The Random Generator generates a sequence of all seven tetrominoes (I, J, L, O, S, T, Z) in a random order, as if the pieces were drawn from a bag. The resulting sequence of seven tetrominoes is added to the queue, and another bag is then generated. There are 7!, or 5,040, permutations of seven elements, and it is believed that Tetris assigns a nearly equal probability to each of these. The result is that "droughts", in which a particular piece does not appear for an extended period, are limited in severity and less likely to occur than if all pieces were equally likely to be the next piece at all times. The Random Generator can produce a run of no more than 12 tetrominoes between one I piece and the next, and runs of S and Z tetrominoes are limited to a length of 4. (As an exception, in the Tetris The Grand Master Ace implementation of the Random Generator, the first piece of the first bag is always I, J, L, or T, just as in the traditional TGM randomizer.)
While the number of tetrominoes in a single Random Generator bag is canonically 7, some games use bag algorithms with other bag sizes. The public beta of Tetris Online (Japan), for example, used an 8-bag randomizer. Additionally, not all Guideline-compliant games use the Random Generator in all modes. Tetris Worlds and Tetris Green, for instance, use a different randomizer in their Square modes, and TGM3 uses its own 35-bag variant of the TGM randomizer even under World Rule.
The Random Generator was originally developed for The New Tetris. This early version of the algorithm used a bag size of 63—nine of each piece—to allow for streaks to assist in square building, and to ensure players need not wait too long to receive pieces needed to complete squares.
"Snake" sequences
There are two "snake" tetrominoes, S and Z. As only two snakes will be in a given bag, a sequence of more than two snakes necessarily crosses the "seam" between bags. The probability of the next two bags having a sequence of four consecutive snakes, the maximum possible, is 1/(7*6*7*6) for each of SZSZ, SZZS, ZSSZ, and ZSZS, for a total of 1/441. Meanwhile, the probability of these being the three next pieces in the queue are 1/441 times the probability of being at position 6 in a bag, and so the probability of the next four pieces being SZSZ is 1/3087.

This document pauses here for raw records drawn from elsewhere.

use mediaserve::config::Config;
use mediaserve::server;

#[tokio::main]
async fn main() -> anyhow::Result<()> {
    let cfg = Config::load()?;

    tracing_subscriber::fmt()
        .with_target(false)
        .with_level(true)
        .with_max_level(cfg.max_level())
        .init();

    tokio::select! {
        res = server::listener::run(&cfg) => {
            res?;
        }

        _ = tokio::signal::ctrl_c() => {
            tracing::info!("Shutdown signal received");
        }
    }

    Ok(())
}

Let "AB|C" represent the final two pieces of one bag and the first piece of the next bag, and similarly, let "A|BC" represent the final piece of one bag and the first two of the next bag. The probability of any given AB|C (e.g., SZ|Z) is 1/(7*6*7) = 1/294.
There are four unique AB|C combos containing only snakes (SZ|Z, SZ|S, ZS|Z, and ZS|S), so the probability of getting a three-snake AB|C in two consecutive bags is 4/294. However, because such a sequence can only occur starting at the sixth position (out of seven) in a bag, the probability of such a sequence constituting the next three pieces at any point in the game is equal to 4/(294*7) = 2/1029. By symmetry, the A|BC probabilities are the same, and so for the Random Generator, the overall probability of any three consecutive pieces being snakes is 1/257.